A hacker gained access to someone's Amazon Web Services account and used it to spin up servers to run Monero miners, ultimately netting 6 Monero (XMR) worth a total of about $800 over the couple of weeks they were running. All this work, however, cost the hacked individual about $45,000 in AWS fees, providing a particularly salient example of why people don't typically use AWS to mine crypto. Fortunately, Amazon waived the bill for the owner of the compromised account.
Some people were briefly elated or devastated when they looked at Coinbase or CoinMarketCap, both major cryptocurrency trackers. A glitch caused some cryptocurrency investments to appear to have surged in value by millions or billions of percentage points; others saw their investments appear to tank to nearly nothing. Some DeFi projects relying on data from Coinbase halted trading, and erroneous data from the glitch persisted into the following day. CoinMarketCap made light of the glitch on Twitter, writing, "How did it feel to be a trillionaire for a couple hours? 😂" Hopefully no one quit their job based on their mistaken windfall! At least one person speculated that bots relying on APIs from these services may have traded on the "market movement", and one project relying on their data reported losing around €300,000 (about $340,000) due to the relative value of their assets being inaccurate.
Stan Lee fans were outraged when the Twitter account belonging to Lee, who died in 2018, posted a message to promote an upcoming NFT based on one of his characters. Fans fairly universally felt this was disrespectful to Lee's legacy and contrary to the values he'd held through his career.
Digital artist Loish discovered more than one hundred instances where people had created NFTs from her art without her permission, and had to spend hours reporting each individual NFT as copyright violations. She wrote on Twitter, "NFTs are supposedly about authenticity but these platforms (that's you, @opensea) do less than the bare minimum when it comes to making sure that the images are being uploaded by their ORIGINAL CREATORS."
Someone released a collection of poorly-made pixel art NFTs depicting the late George Floyd, whose murder by a police officer in May 2020 set off protests around the world. There was no apparent link to his family or any social justice charity; this was just a scam to make money off of the memory of a murder victim. One entry in the collection depicted Floyd as a police officer; another styled him as a Despicable Me minion. "To the people who think I’m super-racist, I would say I'm just an opportunist", said the creator.

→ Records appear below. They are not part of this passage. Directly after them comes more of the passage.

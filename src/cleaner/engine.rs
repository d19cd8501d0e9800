//! Motor de limpieza destructiva de metadata por archivo.

use chrono::{Local, TimeZone};
use filetime::FileTime;
use std::path::Path;
use std::time::SystemTime;

use super::image::rewrite_clean_image;
use crate::errors::CleanError;
use crate::inspect::is_image_extension;

/// Limpia la metadata de un archivo: re-codifica la imagen (mejor esfuerzo),
/// fija las marcas de tiempo en el instante neutral y despeja las banderas
/// de atributos.
///
/// La re-codificación de imagen nunca decide el resultado: sus fallos se
/// descartan. Un fallo al escribir marcas de tiempo o banderas sí es fatal
/// para este archivo y lleva su nombre en el error.
pub fn sanitize_file(path: &Path) -> Result<(), CleanError> {
    let extension = path
        .extension()
        .and_then(|e| e.to_str())
        .unwrap_or("")
        .to_lowercase();

    // La re-codificación reescribe el archivo completo, así que corre antes
    // de fijar las marcas de tiempo: el instante neutral debe quedar en el
    // archivo final aunque la imagen se haya reemplazado.
    if is_image_extension(&extension) {
        let _ = rewrite_clean_image(path);
    }

    reset_timestamps(path)?;
    clear_attribute_flags(path)?;

    Ok(())
}

/// Instante neutral escrito en las marcas de tiempo durante la limpieza
/// (2000-01-01 12:00:00): borra cualquier correlación temporal entre
/// archivos.
pub fn neutral_timestamp() -> SystemTime {
    let neutral = Local
        .with_ymd_and_hms(2000, 1, 1, 12, 0, 0)
        .single()
        .expect("el instante neutral es una fecha válida");
    SystemTime::from(neutral)
}

fn reset_timestamps(path: &Path) -> Result<(), CleanError> {
    let neutral = FileTime::from_system_time(neutral_timestamp());

    filetime::set_file_times(path, neutral, neutral).map_err(|error| {
        CleanError::attribute_write(
            path,
            format!("no se pudieron reiniciar las marcas de tiempo ({error})"),
        )
    })?;

    set_creation_time(path)
}

#[cfg(windows)]
fn set_creation_time(path: &Path) -> Result<(), CleanError> {
    use std::fs::{FileTimes, OpenOptions};
    use std::os::windows::fs::FileTimesExt;

    let file = OpenOptions::new().write(true).open(path).map_err(|error| {
        CleanError::attribute_write(
            path,
            format!("no se pudo abrir el archivo para fijar la fecha de creación ({error})"),
        )
    })?;

    let times = FileTimes::new().set_created(neutral_timestamp());
    file.set_times(times).map_err(|error| {
        CleanError::attribute_write(
            path,
            format!("no se pudo fijar la fecha de creación ({error})"),
        )
    })
}

#[cfg(not(windows))]
fn set_creation_time(_path: &Path) -> Result<(), CleanError> {
    // La fecha de creación no es escribible en estas plataformas.
    Ok(())
}

#[cfg(windows)]
fn clear_attribute_flags(path: &Path) -> Result<(), CleanError> {
    use std::os::windows::ffi::OsStrExt;
    use winapi::um::fileapi::SetFileAttributesW;
    use winapi::um::winnt::FILE_ATTRIBUTE_NORMAL;

    let wide: Vec<u16> = path
        .as_os_str()
        .encode_wide()
        .chain(std::iter::once(0))
        .collect();

    // SAFETY: la cadena está terminada en NUL y vive durante toda la llamada.
    let result = unsafe { SetFileAttributesW(wide.as_ptr(), FILE_ATTRIBUTE_NORMAL) };
    if result == 0 {
        let error = std::io::Error::last_os_error();
        return Err(CleanError::attribute_write(
            path,
            format!("no se pudieron despejar las banderas de atributos ({error})"),
        ));
    }

    Ok(())
}

#[cfg(not(windows))]
fn clear_attribute_flags(path: &Path) -> Result<(), CleanError> {
    use std::fs;

    let metadata = fs::symlink_metadata(path).map_err(|error| {
        CleanError::attribute_write(path, format!("no se pudieron leer los permisos ({error})"))
    })?;

    let mut permissions = metadata.permissions();
    if permissions.readonly() {
        #[cfg(unix)]
        {
            use std::os::unix::fs::PermissionsExt;
            permissions.set_mode(permissions.mode() | 0o600);
        }
        #[cfg(not(unix))]
        permissions.set_readonly(false);

        fs::set_permissions(path, permissions).map_err(|error| {
            CleanError::attribute_write(
                path,
                format!("no se pudo quitar el modo de solo lectura ({error})"),
            )
        })?;
    }

    Ok(())
}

Stolen private keys from the blockchain gaming platform Vulcan Forged enabled attackers to siphon funds out of just shy of 100 user wallets. Rather than users managing their own private keys, this is done by the platform, suggesting the issue was not user error. The project says it plans to reimburse users.
The Seattle Kraken announced that they would be releasing a set of NFTs. Although several sports groups have released NFTs, people were particularly surprised to see it coming from a team that is known for its environmental advocacy. Though the NFT release will be on a proof-of-stake blockchain that claims to be net-zero emissions (Avalanche), many were up in arms about the team engaging in something that they see as antithetical to environmentalism.
An NFT trader made a typing error when entering a listing price, accidentally listing his Bored Ape NFT for 0.75 ETH (about $3,000) instead of 75 ETH (about $300,000). The NFT was instantly bought by a bot account. The BBC writes, "In traditional banking transactions, such errors are usually reversed easily if the bank facilitating them is told about the mistake quickly. But in the unregulated crypto-trading market, there is usually no way to reverse such a sale."
Peter Molyneux announced a new game, Legacy, a business management simulator (fun!) where you join by buying an NFT called "Land", and compete to increase your "LegacyCoin" bank account balance. The company in the game effectively is running a company town, a real-world model with a history that is far more fraught than Molyneux acknowledges in his Verge interview.
Ascendex lost $77 million in a hack targeting hot wallets. The platform said it would reimburse customers for all of their lost funds.